Earlier this month, land defenders filed a submission to the UN Human Rights Council detailing police raids in recent years, which have resulted in the arrests of 74 people. The Guardian revealed that in one of those raids, officers were prepared to use lethal force against land defenders. The UN submission argues that Canada is violating several articles under the UN Declaration on the Rights of Indigenous Peoples.

But the social media adverts tell a different story. “Meet Shirley & Alma, Wet’suwet’en members who see the opportunities Coastal GasLink is bringing to their community,” reads one advert. Another says that land defenders are “disrupting potentially game changing opportunities for Indigenous communities”.

The strategy of elevating the views of Indigenous people who are in favour of the pipeline “pits folks against each other in our communities, driving that divide and conquer tactic that we’ve encountered every step of the way since colonisation,” said Karla Tait, a member of the Gilseyhu Clan of the Wet’suwet’en.

Hereditary chiefs mostly oppose the pipeline, believing that treating natural resources as commodities is fundamentally at odds with Wet’suwet’en responsibilities to the land. But band chiefs and councils – who are democratically elected as part of an administrative structure imposed during colonisation – are generally in favour, saying the pipeline will help lift the Wet’suwet’en Nation from poverty.

Supporters of the hereditary leaders attend a rally in Toronto.
Supporters of the hereditary leaders attend a rally in Toronto. Photograph: Chris Helgren/Reuters

Throughout the project, TC Energy has negotiated with the Wet’suwet’en bands for access to the land rather than hereditary chiefs. Facebook adverts suggest broad support from the Wet’suwet’en by only promoting the company’s agreements with the bands. The pipeline, however, cuts across unceded Wet’suwet’en territory and so remains under the jurisdiction of hereditary chiefs, according to a 1997 supreme court ruling, although the judgment allows for “the infringement of aboriginal title”.

In response to a request for comment, TC Energy and CAPP reiterated their support from the band councils, and the Royal Canadian Mounted Police (RCMP) said it had no choice but to enforce the injunction. The Government of British Columbia, the Canadian Energy Centre and the Wet’suwet’en band chiefs and councils contacted by the Guardian did not provide comment.

In the ads, oil and gas development is portrayed as necessary for Indigenous economic development and poverty alleviation. “A strong oil and gas sector is key for Indigenous education and prosperity,” reads one ad, alongside an image of a Siksika First Nation woman standing next to a tipi.

‘A strong oil and gas sector is key for Indigenous education and prosperity,’ reads an ad paid bought by a Canadian oil and gas lobby group
‘A strong oil and gas sector is key for Indigenous education and prosperity,’ reads an ad paid bought by a Canadian oil and gas lobby group. Photograph: Facebook

Ads like this “appear to reduce local Indigenous communities to a homogeneous, single-minded population, which presumably misrepresents the cultural and political diversities and complexities of this situation”, said Supran.

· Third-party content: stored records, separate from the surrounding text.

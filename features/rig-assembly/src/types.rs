use std::{
    any::{Any, TypeId},
    collections::HashMap,
    fmt::Debug,
    sync::Arc,
};

use crate::dependency::DependencySlot;

/// All errors raised by unit code
pub type DynError = Box<dyn std::error::Error + Send + Sync>;

/// Assemblies are shared between threads
/// So anything held by an assembly needs to be Send + Sync + 'static
pub trait Injectable: Send + Sync + 'static {}
impl<T: Send + Sync + 'static> Injectable for T {}

/// A type erased unit
pub type AnyUnit = Arc<dyn Any + Send + Sync>;

type Caster = Arc<dyn Fn(AnyUnit) -> Option<Box<dyn Any + Send + Sync>> + Send + Sync>;

/// Type Name and Type Id
#[derive(Debug, Clone, Copy, Hash, PartialEq, Eq)]
pub struct TypeInfo {
    pub type_name: &'static str,
    pub type_id: TypeId,
}
impl std::fmt::Display for TypeInfo {
    fn fmt(&self, f: &mut std::fmt::Formatter<'_>) -> std::fmt::Result {
        f.write_str(self.type_name)
    }
}
impl TypeInfo {
    pub fn of<T: 'static + ?Sized>() -> TypeInfo {
        TypeInfo {
            type_name: std::any::type_name::<T>(),
            type_id: TypeId::of::<T>(),
        }
    }
}

/// The supertypes a unit can be viewed as.
///
/// Every unit is a facet of its own concrete type. Declarations add trait
/// objects, e.g. `dyn Daemon`, so that [collate](crate::Assembly::collate)
/// can find units polymorphically.
#[derive(Clone, Default)]
pub struct Facets {
    casters: HashMap<TypeId, (TypeInfo, Caster)>,
}
impl Debug for Facets {
    fn fmt(&self, f: &mut std::fmt::Formatter<'_>) -> std::fmt::Result {
        f.debug_list()
            .entries(self.casters.values().map(|(info, _)| info.type_name))
            .finish()
    }
}
impl Facets {
    pub(crate) fn insert<U, S>(&mut self, cast: fn(Arc<U>) -> Arc<S>)
    where
        U: Injectable,
        S: ?Sized + Send + Sync + 'static,
    {
        let caster: Caster = Arc::new(move |unit: AnyUnit| {
            unit.downcast::<U>()
                .ok()
                .map(|unit| Box::new(cast(unit)) as Box<dyn Any + Send + Sync>)
        });
        self.casters
            .insert(TypeId::of::<S>(), (TypeInfo::of::<S>(), caster));
    }

    /// Checks if units with these facets can be viewed as `S`
    pub fn contains<S: ?Sized + 'static>(&self) -> bool {
        self.casters.contains_key(&TypeId::of::<S>())
    }

    pub fn names(&self) -> Vec<&'static str> {
        let mut names: Vec<_> = self.casters.values().map(|(info, _)| info.type_name).collect();
        names.sort_unstable();
        names
    }

    fn view<S: ?Sized + Send + Sync + 'static>(&self, unit: &AnyUnit) -> Option<Arc<S>> {
        let (_, caster) = self.casters.get(&TypeId::of::<S>())?;
        caster(unit.clone())?
            .downcast::<Arc<S>>()
            .ok()
            .map(|view| *view)
    }
}

/// A unit held in an assembly's cache
#[derive(Clone)]
pub struct Instance {
    pub info: TypeInfo,
    identity: Arc<str>,
    unit: AnyUnit,
    facets: Arc<Facets>,
    dependencies: Arc<[Arc<DependencySlot>]>,
}
impl Debug for Instance {
    fn fmt(&self, f: &mut std::fmt::Formatter<'_>) -> std::fmt::Result {
        f.debug_struct("Instance")
            .field("identity", &self.identity)
            .field("type", &self.info.type_name)
            .field(
                "dependencies",
                &self.dependencies.iter().map(|slot| slot.name()).collect::<Vec<_>>(),
            )
            .finish()
    }
}

impl Instance {
    pub(crate) fn new(
        info: TypeInfo,
        identity: &str,
        unit: AnyUnit,
        facets: Arc<Facets>,
        dependencies: Vec<Arc<DependencySlot>>,
    ) -> Self {
        Instance {
            info,
            identity: identity.into(),
            unit,
            facets,
            dependencies: dependencies.into(),
        }
    }

    /// Wraps an already existing value, it is only a facet of its own type
    pub fn from_value<T: Injectable>(identity: &str, value: T) -> Self {
        let mut facets = Facets::default();
        facets.insert::<T, T>(|value| value);
        Self::new(TypeInfo::of::<T>(), identity, Arc::new(value), Arc::new(facets), Vec::new())
    }

    pub fn identity(&self) -> &str {
        &self.identity
    }

    pub fn downcast<T: Injectable>(&self) -> Result<Arc<T>, &'static str> {
        match Arc::downcast::<T>(self.unit.clone()) {
            Ok(downcasted) => Ok(downcasted),
            Err(_) => Err(self.info.type_name),
        }
    }

    /// Views the unit as one of its facets
    pub fn view<S: ?Sized + Send + Sync + 'static>(&self) -> Option<Arc<S>> {
        self.facets.view::<S>(&self.unit)
    }

    /// Checks if the unit can be viewed as `S`
    pub fn is<S: ?Sized + 'static>(&self) -> bool {
        self.facets.contains::<S>()
    }

    pub fn facets(&self) -> &Facets {
        &self.facets
    }

    /// Dependencies declared by the unit, in declaration order
    pub fn dependencies(&self) -> &[Arc<DependencySlot>] {
        &self.dependencies
    }

    /// Checks if both instances hold the same unit
    pub fn same(&self, other: &Instance) -> bool {
        self.address() == other.address()
    }

    pub(crate) fn address(&self) -> usize {
        Arc::as_ptr(&self.unit) as *const () as usize
    }
}

/// Information about a declared dependency
#[derive(Debug, Clone, PartialEq, Eq)]
pub struct DependencyInfo {
    /// The required unit type
    pub type_info: TypeInfo,
    /// The identity token the dependency resolves under
    pub token: String,
    /// If it is optional or required
    pub optional: bool,
    /// If the dependency is resolved on first access
    pub deferred: bool,
}
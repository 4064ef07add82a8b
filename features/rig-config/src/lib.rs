//! Rig Config holds the configuration side of an assembly.
//!
//! Rig Config is split into the following parts:
//! 1. Schema - validation rules ([Structure], [Field]) coercing raw data into typed values
//! 2. Registry - the [SchemaRegistry] mapping configuration tokens to schemas
//! 3. Merge - [recursive_merge], used whenever configuration trees are combined
//! 4. Source - [ConfigurationSource], loading a configuration tree from a file
//!
//! # Examples
//!
//! ```rust
//! use std::sync::Arc;
//!
//! use rig_config::{Field, Schema, SchemaRegistry, Structure};
//! use serde_json::json;
//!
//! let registry = SchemaRegistry::new();
//! registry.register(
//!     "schema:example",
//!     Arc::new(
//!         Structure::new()
//!             .field("url", Field::text().nonempty())
//!             .field("echo", Field::boolean().default(false)),
//!     ),
//! );
//!
//! let schema = registry.get("schema:example").unwrap();
//! let data = schema.process(json!({"url": "sqlite:///tmp/ex.db"}), true).unwrap();
//! assert_eq!(data["echo"], json!(false));
//! ```

pub mod errors;
pub mod merge;
pub mod registry;
pub mod schema;
pub mod source;

pub use errors::{SourceError, ValidationError};
pub use merge::{merge_value, recursive_merge};
pub use registry::SchemaRegistry;
pub use schema::{Field, Kind, Schema, Structure};
pub use source::{ConfigurationSource, DEFAULT_ROOT};
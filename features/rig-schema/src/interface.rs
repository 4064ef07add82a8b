use std::{collections::HashMap, fmt::Debug, sync::Arc};

use parking_lot::{Mutex, RwLock};
use rig_assembly::{Assembly, AssemblyError, Construction, Declaration, Dependency, DynError, Unit};
use rig_config::{Field, Structure};
use serde::Deserialize;

use crate::{
    engine::{Connector, Connectors, Engine},
    errors::SchemaError,
    migrations::Migrations,
    schema::{Schema, SchemaCatalog},
    session::{Session, SessionContext, SharedSession},
};

/// Substitutions for `{token}` placeholders in a database url
pub type Tokens<'a> = &'a [(&'a str, &'a str)];

#[derive(Debug, Deserialize)]
struct Settings {
    schema: String,
    url: String,
    admin_url: Option<String>,
    #[serde(default)]
    echo: bool,
    migrations: Option<String>,
}

/// Access to the database behind one [Schema]
///
/// One interface exists per schema name and assembly, configured under the
/// token `schema:<name>`. Engines are created on first use and cached per
/// expanded url.
pub struct SchemaInterface {
    settings: Settings,
    catalog: Arc<SchemaCatalog>,
    connectors: Arc<Connectors>,
    engines: RwLock<HashMap<String, Arc<dyn Engine>>>,
}
impl Debug for SchemaInterface {
    fn fmt(&self, f: &mut std::fmt::Formatter<'_>) -> std::fmt::Result {
        f.debug_struct("SchemaInterface")
            .field("schema", &self.settings.schema)
            .field("url", &self.settings.url)
            .field("engines", &self.engines.read().len())
            .finish()
    }
}

impl Unit for SchemaInterface {
    fn declare() -> Declaration<Self> {
        Declaration::new()
            .identity("schema")
            .configuration(
                Structure::new()
                    .field("admin_url", Field::text().nonnull())
                    .field("echo", Field::boolean().default(false))
                    .field("migrations", Field::text().nonnull())
                    .field("schema", Field::text().nonempty())
                    .field("url", Field::text().nonempty()),
            )
            .dependency("catalog", Dependency::on::<SchemaCatalog>())
            .dependency("connectors", Dependency::on::<Connectors>())
    }

    fn construct(construction: &Construction<'_>) -> Result<Self, DynError> {
        Ok(SchemaInterface {
            settings: construction.configuration().deserialize()?,
            catalog: construction.dependency("catalog")?,
            connectors: construction.dependency("connectors")?,
            engines: RwLock::new(HashMap::new()),
        })
    }
}

impl SchemaInterface {
    /// The configuration token of the interface for `schema`
    pub fn token(schema: &str) -> String {
        format!("schema:{schema}")
    }

    /// The interface for `schema` on the current assembly
    pub fn interface(schema: &str) -> Result<Arc<SchemaInterface>, AssemblyError> {
        SchemaDependency::new(schema).get()
    }

    /// Name of the schema
    pub fn schema(&self) -> &str {
        &self.settings.schema
    }

    /// The configured url, before token expansion
    pub fn url(&self) -> &str {
        &self.settings.url
    }

    pub fn admin_url(&self) -> Option<&str> {
        self.settings.admin_url.as_deref()
    }

    pub fn echo(&self) -> bool {
        self.settings.echo
    }

    /// The declared schema this interface serves
    pub fn declaration(&self) -> Result<Arc<Schema>, SchemaError> {
        self.catalog
            .get(self.schema())
            .ok_or_else(|| SchemaError::Undeclared(self.schema().to_owned()))
    }

    /// The url with `{token}` placeholders substituted
    pub fn expand_url(&self, tokens: Tokens<'_>) -> String {
        let mut url = self.settings.url.clone();
        for (token, value) in tokens {
            url = url.replace(&format!("{{{token}}}"), value);
        }
        url
    }

    pub fn get_engine(&self, tokens: Tokens<'_>) -> Result<Arc<dyn Engine>, SchemaError> {
        let url = self.expand_url(tokens);
        self.acquire_engine(&url)
    }

    /// The session of this schema in the current [SessionContext]
    ///
    /// Inside a context every call returns the same session, the first call
    /// decides its engine. Outside of a context each call opens a new one.
    pub fn get_session(&self, tokens: Tokens<'_>) -> Result<SharedSession, SchemaError> {
        let open = || self.get_independent_session(tokens);
        match SessionContext::session(self.schema(), open)? {
            Some(session) => Ok(session),
            None => Ok(Arc::new(Mutex::new(open()?))),
        }
    }

    /// The context session for the default tokens
    pub fn session(&self) -> Result<SharedSession, SchemaError> {
        self.get_session(&[])
    }

    /// A new session on the engine for `tokens`, never shared
    pub fn get_independent_session(&self, tokens: Tokens<'_>) -> Result<Session, SchemaError> {
        Ok(Session::new(self.get_engine(tokens)?))
    }

    /// Creates or migrates the database, then runs the schema's constructors
    pub fn deploy(&self, tokens: Tokens<'_>) -> Result<(), SchemaError> {
        let schema = self.declaration()?;
        let url = self.expand_url(tokens);
        let name = database_name(&url);
        let connector = self.connectors.for_url(&url)?;

        let present = connector
            .is_database_present(self.admin_url(), name)
            .map_err(SchemaError::database("inspect", &url))?;
        if present {
            if let Some(migrations) = self.migrations(&schema)?.filter(|m| m.has_revisions()) {
                let engine = self.acquire_engine(&url)?;
                tracing::info!("Upgrading schema '{}' at '{url}'", schema.name());
                migrations
                    .upgrade(engine.as_ref())
                    .map_err(SchemaError::database("upgrade", &url))?;
            }
        } else {
            self.create(&schema, connector.as_ref(), &url, name)?;
        }

        if !schema.has_constructors() {
            return Ok(());
        }

        let mut session = Session::new(self.acquire_engine(&url)?);
        let result = schema
            .construct(&mut session)
            .map_err(SchemaError::database("construct", &url));
        session.close();
        result
    }

    /// Drops the database, only possible with an `admin_url`
    pub fn drop_schema(&self, tokens: Tokens<'_>) -> Result<(), SchemaError> {
        let Some(admin_url) = self.admin_url() else {
            return Ok(());
        };

        let url = self.expand_url(tokens);
        let connector = self.connectors.for_url(&url)?;
        connector
            .drop_database(admin_url, database_name(&url))
            .map_err(SchemaError::database("drop", &url))
    }

    /// Disposes and forgets all cached engines
    pub fn purge(&self) {
        let mut engines = self.engines.write();
        for engine in engines.values() {
            engine.dispose();
        }
        tracing::debug!("Purged {} engines of schema '{}'", engines.len(), self.schema());
        engines.clear();
    }

    fn create(
        &self,
        schema: &Schema,
        connector: &dyn Connector,
        url: &str,
        name: &str,
    ) -> Result<(), SchemaError> {
        tracing::info!("Creating schema '{}' at '{url}'", schema.name());
        connector
            .create_database(self.admin_url(), name)
            .map_err(SchemaError::database("create", url))?;

        if let Some(migrations) = self.migrations(schema)? {
            if migrations.has_revisions() {
                let engine = self.acquire_engine(url)?;
                migrations
                    .stamp(engine.as_ref())
                    .map_err(SchemaError::database("stamp", url))?;
            }
        }
        Ok(())
    }

    fn migrations<'a>(
        &self,
        schema: &'a Schema,
    ) -> Result<Option<&'a Arc<dyn Migrations>>, SchemaError> {
        let Some(name) = &self.settings.migrations else {
            return Ok(None);
        };
        schema
            .get_migrations(name)
            .map(Some)
            .ok_or_else(|| SchemaError::MissingMigrations {
                schema: schema.name().to_owned(),
                migrations: name.clone(),
            })
    }

    fn acquire_engine(&self, url: &str) -> Result<Arc<dyn Engine>, SchemaError> {
        if let Some(engine) = self.engines.read().get(url) {
            return Ok(engine.clone());
        }

        let mut engines = self.engines.write();
        if let Some(engine) = engines.get(url) {
            return Ok(engine.clone());
        }

        let engine = self
            .connectors
            .for_url(url)?
            .connect(url, self.echo())
            .map_err(SchemaError::database("connect", url))?;
        tracing::debug!("Created engine for '{url}'");
        engines.insert(url.to_owned(), engine.clone());
        Ok(engine)
    }
}

fn database_name(url: &str) -> &str {
    url.rsplit('/').next().unwrap_or(url)
}

/// Dependency on the [SchemaInterface] of one schema
///
/// Resolves under the token `schema:<name>` and contributes the schema name
/// to the interface's configuration.
#[derive(Debug, Clone)]
pub struct SchemaDependency {
    schema: String,
    optional: bool,
    deferred: bool,
}

impl SchemaDependency {
    pub fn new(schema: impl Into<String>) -> Self {
        SchemaDependency {
            schema: schema.into(),
            optional: false,
            deferred: false,
        }
    }

    pub fn optional(mut self) -> Self {
        self.optional = true;
        self
    }

    pub fn deferred(mut self) -> Self {
        self.deferred = true;
        self
    }

    /// Resolves the interface on the current assembly
    pub fn get(&self) -> Result<Arc<SchemaInterface>, AssemblyError> {
        let token = SchemaInterface::token(&self.schema);
        Assembly::current()
            .resolve::<SchemaInterface>(self.clone())?
            .ok_or(AssemblyError::MissingRequiredDependency {
                token,
                required_by: "(adhoc)".to_owned(),
                reason: None,
            })
    }
}

impl From<SchemaDependency> for Dependency {
    fn from(value: SchemaDependency) -> Self {
        let mut dependency = Dependency::on::<SchemaInterface>()
            .token(SchemaInterface::token(&value.schema))
            .contribute("schema", value.schema);
        if value.optional {
            dependency = dependency.optional();
        }
        if value.deferred {
            dependency = dependency.deferred();
        }
        dependency
    }
}
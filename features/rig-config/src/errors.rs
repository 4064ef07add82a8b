use std::path::PathBuf;

/// Errors raised while validating configuration data against a schema
#[derive(thiserror::Error, Debug, Clone, PartialEq)]
pub enum ValidationError {
    /// The value has the wrong shape
    #[error("{path}: expected {expected}, found {found}")]
    InvalidType {
        path: String,
        expected: &'static str,
        found: &'static str,
    },
    /// A required field is missing and has no default
    #[error("{path}: field is required")]
    Required { path: String },
    /// The field is declared nonnull but is null
    #[error("{path}: value cannot be null")]
    Null { path: String },
    /// The field is declared nonempty but is empty
    #[error("{path}: value cannot be empty")]
    Empty { path: String },
    /// A sequence declared unique contains a duplicate
    #[error("{path}: duplicate value {value}")]
    Duplicate { path: String, value: String },
    /// The structure does not recognize the field
    #[error("{path}: unknown field")]
    Unknown { path: String },
}

impl ValidationError {
    /// The dotted path of the offending value
    pub fn path(&self) -> &str {
        match self {
            ValidationError::InvalidType { path, .. }
            | ValidationError::Required { path }
            | ValidationError::Null { path }
            | ValidationError::Empty { path }
            | ValidationError::Duplicate { path, .. }
            | ValidationError::Unknown { path } => path,
        }
    }
}

/// Errors when loading configuration from a file
#[derive(thiserror::Error, Debug)]
pub enum SourceError {
    /// The file extension is not a supported format
    #[error("Unsupported configuration format: '{0}'")]
    UnsupportedFormat(PathBuf),
    /// The file does not exist
    #[error("Configuration file not found: '{0}'")]
    Missing(PathBuf),
    /// The root section is absent from the loaded file
    #[error("Configuration file '{path}' has no '{root}' section")]
    MissingRoot { path: PathBuf, root: String },
    /// The file could not be parsed or extracted
    #[error(transparent)]
    Extract(#[from] Box<figment::Error>),
}

impl From<figment::Error> for SourceError {
    fn from(error: figment::Error) -> Self {
        Self::Extract(Box::new(error))
    }
}
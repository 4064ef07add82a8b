//! Rig Assembly wires configured units together.
//!
//! Rig Assembly is split into the following parts:
//! 1. [Assembly] - container constructing every unit at most once and holding the configuration tree
//! 2. Current assembly - the assembly promoted on the calling thread, falling back to [Assembly::standard]
//! 3. [Unit] - a configurable component declaring its schema, dependencies and facets
//! 4. [Dependency] - a declared link to another unit, eager or [Deferred], required or optional
//!
//! # Examples
//!
//! ```rust
//! use std::sync::Arc;
//!
//! use rig_assembly::{Assembly, Construction, Declaration, Dependency, DynError, Unit};
//! use rig_config::{Field, Structure};
//! use serde_json::json;
//!
//! struct Store {
//!     path: String,
//! }
//! impl Unit for Store {
//!     fn declare() -> Declaration<Self> {
//!         Declaration::new()
//!             .identity("example:store")
//!             .configuration(Structure::new().field("path", Field::text().nonempty()))
//!     }
//!
//!     fn construct(construction: &Construction<'_>) -> Result<Self, DynError> {
//!         Ok(Store {
//!             path: construction.configuration().property("path")?,
//!         })
//!     }
//! }
//!
//! struct Service {
//!     store: Arc<Store>,
//! }
//! impl Unit for Service {
//!     fn declare() -> Declaration<Self> {
//!         Declaration::new()
//!             .identity("example:service")
//!             .dependency("store", Dependency::on::<Store>())
//!     }
//!
//!     fn construct(construction: &Construction<'_>) -> Result<Self, DynError> {
//!         Ok(Service {
//!             store: construction.dependency("store")?,
//!         })
//!     }
//! }
//!
//! let assembly = Assembly::with_registry(Default::default());
//! assembly.register::<Service>();
//! assembly
//!     .configure(json!({"example:store": {"path": "/tmp/store"}}).as_object().unwrap().clone())
//!     .unwrap();
//!
//! let service: Arc<Service> = assembly.instantiate().unwrap();
//! let store: Arc<Store> = assembly.instantiate().unwrap();
//! assert!(Arc::ptr_eq(&service.store, &store));
//! assert_eq!(store.path, "/tmp/store");
//! ```

pub mod assembly;
pub mod catalog;
pub mod construction;
pub mod current;
pub mod dependency;
pub mod errors;
pub mod resolver;
pub mod types;
pub mod unit;

pub use assembly::Assembly;
pub use catalog::UnitCatalog;
pub use construction::{Construction, UnitConfiguration};
pub use current::{adhoc_configure, get_unit, Promotion};
pub use dependency::{Dependency, DependencySlot};
pub use errors::AssemblyError;
pub use resolver::{
    deferred::{Deferred, DeferredOption},
    Resolver,
};
pub use types::{DependencyInfo, DynError, Facets, Injectable, Instance, TypeInfo};
pub use unit::{Declaration, Unit, UnitDescriptor};
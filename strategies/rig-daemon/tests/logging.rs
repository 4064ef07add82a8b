use rig_daemon::{init_logging, Runtime, RuntimeError};

// Only one global subscriber can be installed per process
#[test]
fn test_logging_installs_once() {
    init_logging("info").unwrap();

    let error = init_logging("debug").unwrap_err();
    assert!(matches!(error, RuntimeError::Logging(_)));

    let error = Runtime::builder().logging("info").build().unwrap_err();
    assert!(matches!(error, RuntimeError::Logging(_)));
}
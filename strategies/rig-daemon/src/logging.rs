use tracing_subscriber::EnvFilter;

use crate::errors::RuntimeError;

/// Environment variable holding the log filter, e.g. `RIG_LOG=rig_assembly=debug`
pub const LOG_ENV: &str = "RIG_LOG";

/// Installs a global `fmt` subscriber writing to stderr
///
/// The filter is read from [LOG_ENV], `default_directives` apply if it is unset or invalid.
pub fn init_logging(default_directives: &str) -> Result<(), RuntimeError> {
    let filter = EnvFilter::try_from_env(LOG_ENV)
        .or_else(|_| EnvFilter::try_new(default_directives))
        .map_err(|error| RuntimeError::Logging(error.to_string()))?;

    tracing_subscriber::fmt()
        .with_env_filter(filter)
        .with_writer(std::io::stderr)
        .with_thread_names(true)
        .try_init()
        .map_err(|error| RuntimeError::Logging(error.to_string()))
}
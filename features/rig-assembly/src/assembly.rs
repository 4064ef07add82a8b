use std::{
    any::type_name,
    cell::RefCell,
    collections::{HashMap, HashSet},
    fmt::Debug,
    sync::Arc,
};

use parking_lot::ReentrantMutex;
use rig_config::{merge_value, Schema, SchemaRegistry, ValidationError};
use serde_json::{Map, Value};

use crate::{
    catalog::UnitCatalog,
    construction::{Construction, UnitConfiguration},
    dependency::{Dependency, DependencySlot},
    errors::AssemblyError,
    resolver::arc::downcast,
    types::{Injectable, Instance},
    unit::{Unit, UnitDescriptor},
};

/// Reported as the requiring unit of dependencies resolved through [Assembly::resolve]
const ADHOC: &str = "(adhoc)";

/// State guarded by the assembly lock
#[derive(Default)]
struct AssemblyState {
    /// Constructed units by identity token
    cache: HashMap<String, Instance>,
    /// Validated configuration by token
    configuration: Map<String, Value>,
    /// Raw configuration waiting for a schema
    pending: Map<String, Value>,
    /// Keys currently being constructed, outermost first
    constructing: Vec<String>,
}

impl AssemblyState {
    /// Validates resolved, pending and incoming data for `token` as one tree
    /// and stores the result as the resolved configuration.
    ///
    /// Nothing is changed if validation fails.
    fn resolve(
        &mut self,
        token: String,
        schema: &dyn Schema,
        incoming: Option<Value>,
    ) -> Result<(), ValidationError> {
        let mut combined = self
            .configuration
            .get(&token)
            .cloned()
            .unwrap_or_else(|| Value::Object(Map::new()));
        if let Some(pending) = self.pending.get(&token) {
            merge_value(&mut combined, pending.clone());
        }
        if let Some(incoming) = incoming {
            merge_value(&mut combined, incoming);
        }

        let processed = schema.process(combined, true)?;
        self.pending.remove(&token);
        self.configuration.insert(token, processed);
        Ok(())
    }
}

/// Pops the construction stack when a constructor returns or unwinds
struct ConstructionFrame<'a> {
    state: &'a RefCell<AssemblyState>,
}
impl Drop for ConstructionFrame<'_> {
    fn drop(&mut self) {
        self.state.borrow_mut().constructing.pop();
    }
}

pub(crate) struct AssemblyInner {
    guard: ReentrantMutex<RefCell<AssemblyState>>,
    registry: Arc<SchemaRegistry>,
    catalog: UnitCatalog,
}

/// Container constructing and holding units
///
/// An assembly instantiates every unit at most once, resolving the unit's
/// configuration and dependencies on the way. All state sits behind a single
/// reentrant lock, constructors run while it is held and may call back into
/// the same assembly from the constructing thread.
///
/// Note:
///
/// Construction holds the lock for its whole duration. A slow constructor
/// stalls every other instantiation and configuration read on this assembly.
#[derive(Clone)]
pub struct Assembly(pub(crate) Arc<AssemblyInner>);

impl Debug for Assembly {
    fn fmt(&self, f: &mut std::fmt::Formatter<'_>) -> std::fmt::Result {
        write!(f, "Assembly({:p})", Arc::as_ptr(&self.0))
    }
}

impl PartialEq for Assembly {
    fn eq(&self, other: &Self) -> bool {
        Arc::ptr_eq(&self.0, &other.0)
    }
}
impl Eq for Assembly {}

impl Default for Assembly {
    fn default() -> Self {
        Self::new()
    }
}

“We live in communities where there’s very few economic opportunities, and jobs are few and far between. So I don’t begrudge anyone that takes a job with the pipelines,” said Tait, who was arrested during the February 2020 raids along with her mother and aunt.

Natural gas projects receive billions of dollars’ worth of subsidies from the British Columbia government, which says it views the pipeline as “a pathway to prosperity” for First Nations. According to the YellowHead Institute, a First Nation-led research centre, this makes government support for First Nations “contingent upon support for pipeline deals”.

Leaders like Chief Na’Moks do not see the pipeline build as a viable route to prosperity. “We as hereditary chiefs have to think thousands of years in the future,” he said. “We protect our lands. That’s what we’re doing right now, peacefully. Yet they come at us with guns.”